• Exercise details
From the entries that follow, gather each line holding the word "PathBuf".
*****
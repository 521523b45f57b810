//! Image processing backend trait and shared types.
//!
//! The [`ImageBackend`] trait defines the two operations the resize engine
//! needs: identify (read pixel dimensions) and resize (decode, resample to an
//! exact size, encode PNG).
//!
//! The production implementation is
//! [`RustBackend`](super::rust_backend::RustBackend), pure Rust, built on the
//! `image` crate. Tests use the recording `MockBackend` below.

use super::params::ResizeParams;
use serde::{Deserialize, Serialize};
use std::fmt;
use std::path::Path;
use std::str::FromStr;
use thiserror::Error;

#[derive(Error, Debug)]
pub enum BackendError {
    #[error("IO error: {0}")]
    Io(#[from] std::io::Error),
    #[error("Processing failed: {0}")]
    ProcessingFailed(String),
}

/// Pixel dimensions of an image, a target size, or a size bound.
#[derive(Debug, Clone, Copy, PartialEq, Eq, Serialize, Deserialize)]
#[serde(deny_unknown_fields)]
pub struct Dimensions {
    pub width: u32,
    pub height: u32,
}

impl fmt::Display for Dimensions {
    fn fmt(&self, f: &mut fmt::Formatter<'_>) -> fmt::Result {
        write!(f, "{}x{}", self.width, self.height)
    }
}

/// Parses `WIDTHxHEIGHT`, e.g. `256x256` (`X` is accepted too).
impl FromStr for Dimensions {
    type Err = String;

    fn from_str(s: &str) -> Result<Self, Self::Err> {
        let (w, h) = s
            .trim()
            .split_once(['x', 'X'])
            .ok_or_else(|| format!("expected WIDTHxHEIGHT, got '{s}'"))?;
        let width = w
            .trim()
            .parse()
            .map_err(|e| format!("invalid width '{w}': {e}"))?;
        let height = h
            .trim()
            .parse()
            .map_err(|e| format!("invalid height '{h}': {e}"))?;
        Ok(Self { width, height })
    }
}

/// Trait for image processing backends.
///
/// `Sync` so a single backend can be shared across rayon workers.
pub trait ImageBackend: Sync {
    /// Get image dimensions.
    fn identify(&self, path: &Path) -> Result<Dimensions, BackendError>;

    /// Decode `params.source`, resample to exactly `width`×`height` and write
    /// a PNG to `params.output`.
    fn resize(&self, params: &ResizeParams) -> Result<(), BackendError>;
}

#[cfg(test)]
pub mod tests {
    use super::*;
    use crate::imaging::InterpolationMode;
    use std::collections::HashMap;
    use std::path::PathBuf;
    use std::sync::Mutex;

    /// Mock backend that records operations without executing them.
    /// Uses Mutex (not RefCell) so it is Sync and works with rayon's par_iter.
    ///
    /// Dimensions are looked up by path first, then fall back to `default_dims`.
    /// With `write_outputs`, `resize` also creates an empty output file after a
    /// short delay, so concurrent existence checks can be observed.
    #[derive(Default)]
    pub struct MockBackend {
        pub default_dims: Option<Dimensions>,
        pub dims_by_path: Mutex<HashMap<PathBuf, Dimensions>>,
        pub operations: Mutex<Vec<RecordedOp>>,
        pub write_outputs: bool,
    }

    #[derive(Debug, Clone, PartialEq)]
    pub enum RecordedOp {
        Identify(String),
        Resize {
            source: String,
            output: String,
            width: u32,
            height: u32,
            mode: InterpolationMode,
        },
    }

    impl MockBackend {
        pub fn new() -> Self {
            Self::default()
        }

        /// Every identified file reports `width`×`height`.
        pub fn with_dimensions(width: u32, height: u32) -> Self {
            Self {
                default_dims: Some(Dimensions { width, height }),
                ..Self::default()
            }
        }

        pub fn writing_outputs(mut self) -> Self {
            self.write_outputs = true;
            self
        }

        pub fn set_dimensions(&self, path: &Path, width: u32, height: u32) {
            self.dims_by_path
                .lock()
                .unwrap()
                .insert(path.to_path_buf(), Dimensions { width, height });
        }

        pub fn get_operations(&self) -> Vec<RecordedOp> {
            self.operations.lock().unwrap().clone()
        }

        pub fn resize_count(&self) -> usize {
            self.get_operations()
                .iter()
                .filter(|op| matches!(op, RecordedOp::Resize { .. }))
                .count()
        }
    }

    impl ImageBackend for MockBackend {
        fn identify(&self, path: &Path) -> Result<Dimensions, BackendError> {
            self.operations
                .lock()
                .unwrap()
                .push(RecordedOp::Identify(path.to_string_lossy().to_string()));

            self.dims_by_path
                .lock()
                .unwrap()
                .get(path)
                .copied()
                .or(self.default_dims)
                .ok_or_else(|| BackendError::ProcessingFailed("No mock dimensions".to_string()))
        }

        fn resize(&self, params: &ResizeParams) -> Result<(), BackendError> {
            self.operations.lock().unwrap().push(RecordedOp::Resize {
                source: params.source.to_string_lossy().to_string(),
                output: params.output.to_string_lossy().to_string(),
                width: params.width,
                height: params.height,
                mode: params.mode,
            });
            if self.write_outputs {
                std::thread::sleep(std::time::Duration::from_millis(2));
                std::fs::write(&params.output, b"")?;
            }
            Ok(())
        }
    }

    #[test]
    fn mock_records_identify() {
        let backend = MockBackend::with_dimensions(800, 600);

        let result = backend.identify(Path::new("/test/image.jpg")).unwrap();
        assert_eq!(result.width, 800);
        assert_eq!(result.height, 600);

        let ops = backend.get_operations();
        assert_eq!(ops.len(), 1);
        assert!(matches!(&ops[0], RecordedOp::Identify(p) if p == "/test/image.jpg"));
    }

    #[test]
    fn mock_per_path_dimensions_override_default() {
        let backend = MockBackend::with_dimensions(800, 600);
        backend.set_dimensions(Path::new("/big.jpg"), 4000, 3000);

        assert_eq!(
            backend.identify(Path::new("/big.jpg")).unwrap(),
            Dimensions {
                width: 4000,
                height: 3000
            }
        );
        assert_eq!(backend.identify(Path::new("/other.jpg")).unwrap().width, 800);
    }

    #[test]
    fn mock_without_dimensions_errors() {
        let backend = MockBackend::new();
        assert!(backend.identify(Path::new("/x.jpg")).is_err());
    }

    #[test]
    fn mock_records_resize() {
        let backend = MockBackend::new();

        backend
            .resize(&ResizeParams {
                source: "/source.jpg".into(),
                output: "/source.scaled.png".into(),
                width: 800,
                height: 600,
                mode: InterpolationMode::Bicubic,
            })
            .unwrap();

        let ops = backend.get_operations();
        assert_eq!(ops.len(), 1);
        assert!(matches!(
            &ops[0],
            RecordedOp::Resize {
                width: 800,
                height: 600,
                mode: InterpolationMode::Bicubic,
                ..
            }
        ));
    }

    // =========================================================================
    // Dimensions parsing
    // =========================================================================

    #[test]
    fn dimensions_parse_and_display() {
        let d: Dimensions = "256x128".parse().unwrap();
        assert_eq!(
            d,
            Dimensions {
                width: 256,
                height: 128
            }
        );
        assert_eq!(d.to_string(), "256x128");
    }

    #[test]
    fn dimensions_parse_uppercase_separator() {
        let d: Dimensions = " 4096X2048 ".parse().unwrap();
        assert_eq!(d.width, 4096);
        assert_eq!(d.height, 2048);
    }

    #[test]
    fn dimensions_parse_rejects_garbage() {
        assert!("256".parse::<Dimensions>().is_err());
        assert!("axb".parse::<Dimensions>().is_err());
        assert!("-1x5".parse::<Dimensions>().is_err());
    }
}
*****
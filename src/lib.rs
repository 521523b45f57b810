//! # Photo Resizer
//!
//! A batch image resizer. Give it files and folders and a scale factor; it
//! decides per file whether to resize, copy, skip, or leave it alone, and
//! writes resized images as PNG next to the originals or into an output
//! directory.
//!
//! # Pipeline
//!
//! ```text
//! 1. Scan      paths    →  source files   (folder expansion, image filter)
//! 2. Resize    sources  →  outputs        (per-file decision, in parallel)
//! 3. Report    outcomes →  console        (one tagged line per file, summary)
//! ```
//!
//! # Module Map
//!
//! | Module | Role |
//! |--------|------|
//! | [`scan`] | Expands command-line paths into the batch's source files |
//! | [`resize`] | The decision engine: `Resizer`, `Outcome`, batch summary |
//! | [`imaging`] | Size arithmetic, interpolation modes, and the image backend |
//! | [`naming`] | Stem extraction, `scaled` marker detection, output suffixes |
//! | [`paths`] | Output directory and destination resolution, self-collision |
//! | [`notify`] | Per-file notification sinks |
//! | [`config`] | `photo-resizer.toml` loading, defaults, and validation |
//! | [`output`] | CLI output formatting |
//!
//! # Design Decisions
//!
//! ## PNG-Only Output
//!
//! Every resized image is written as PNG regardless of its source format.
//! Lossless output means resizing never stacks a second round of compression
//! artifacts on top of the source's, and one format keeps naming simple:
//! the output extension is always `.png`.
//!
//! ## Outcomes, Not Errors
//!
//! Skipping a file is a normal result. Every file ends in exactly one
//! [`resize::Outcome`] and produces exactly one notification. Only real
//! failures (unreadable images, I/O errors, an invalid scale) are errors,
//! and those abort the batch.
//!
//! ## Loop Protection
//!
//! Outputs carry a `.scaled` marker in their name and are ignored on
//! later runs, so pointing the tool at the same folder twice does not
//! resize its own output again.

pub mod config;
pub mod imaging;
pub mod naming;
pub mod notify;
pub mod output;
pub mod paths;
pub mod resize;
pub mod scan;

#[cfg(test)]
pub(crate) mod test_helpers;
*****
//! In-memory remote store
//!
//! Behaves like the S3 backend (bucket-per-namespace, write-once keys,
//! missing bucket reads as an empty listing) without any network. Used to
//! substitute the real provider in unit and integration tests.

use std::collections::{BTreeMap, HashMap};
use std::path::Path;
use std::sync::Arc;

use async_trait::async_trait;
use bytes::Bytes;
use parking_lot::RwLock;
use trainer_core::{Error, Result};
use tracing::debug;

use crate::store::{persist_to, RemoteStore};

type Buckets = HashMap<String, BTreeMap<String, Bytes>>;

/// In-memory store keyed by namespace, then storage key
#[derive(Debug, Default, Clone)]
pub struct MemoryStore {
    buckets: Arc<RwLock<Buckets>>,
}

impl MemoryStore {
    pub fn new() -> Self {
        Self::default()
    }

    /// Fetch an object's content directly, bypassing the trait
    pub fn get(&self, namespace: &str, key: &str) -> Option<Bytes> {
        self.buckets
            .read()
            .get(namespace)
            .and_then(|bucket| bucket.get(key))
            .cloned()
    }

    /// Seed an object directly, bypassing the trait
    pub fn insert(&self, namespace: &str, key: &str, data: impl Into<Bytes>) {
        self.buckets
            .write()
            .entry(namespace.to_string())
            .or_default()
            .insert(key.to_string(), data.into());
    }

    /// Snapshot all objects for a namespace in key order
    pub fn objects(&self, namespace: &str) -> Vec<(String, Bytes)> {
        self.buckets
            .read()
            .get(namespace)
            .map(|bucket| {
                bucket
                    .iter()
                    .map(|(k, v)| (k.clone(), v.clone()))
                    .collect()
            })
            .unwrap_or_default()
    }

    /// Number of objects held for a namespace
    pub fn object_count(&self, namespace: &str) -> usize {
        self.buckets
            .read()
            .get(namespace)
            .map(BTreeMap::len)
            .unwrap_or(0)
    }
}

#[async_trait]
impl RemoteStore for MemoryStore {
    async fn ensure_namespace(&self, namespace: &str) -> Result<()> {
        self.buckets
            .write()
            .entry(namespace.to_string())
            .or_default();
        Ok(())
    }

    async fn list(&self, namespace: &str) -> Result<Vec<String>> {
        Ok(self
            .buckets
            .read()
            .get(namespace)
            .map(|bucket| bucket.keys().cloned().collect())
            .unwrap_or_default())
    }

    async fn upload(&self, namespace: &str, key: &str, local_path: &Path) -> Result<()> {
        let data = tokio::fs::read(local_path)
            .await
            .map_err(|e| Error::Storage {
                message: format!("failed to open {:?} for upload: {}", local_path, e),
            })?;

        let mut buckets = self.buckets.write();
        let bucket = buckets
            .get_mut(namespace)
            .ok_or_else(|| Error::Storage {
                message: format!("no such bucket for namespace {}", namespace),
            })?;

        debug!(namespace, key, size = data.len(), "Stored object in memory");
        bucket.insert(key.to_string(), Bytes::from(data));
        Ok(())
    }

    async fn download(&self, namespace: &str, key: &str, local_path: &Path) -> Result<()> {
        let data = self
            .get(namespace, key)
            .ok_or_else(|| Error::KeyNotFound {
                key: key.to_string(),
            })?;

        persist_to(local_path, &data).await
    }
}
*****
• Output for this task
    use std::path::PathBuf;
        pub dims_by_path: Mutex<HashMap<PathBuf, Dimensions>>,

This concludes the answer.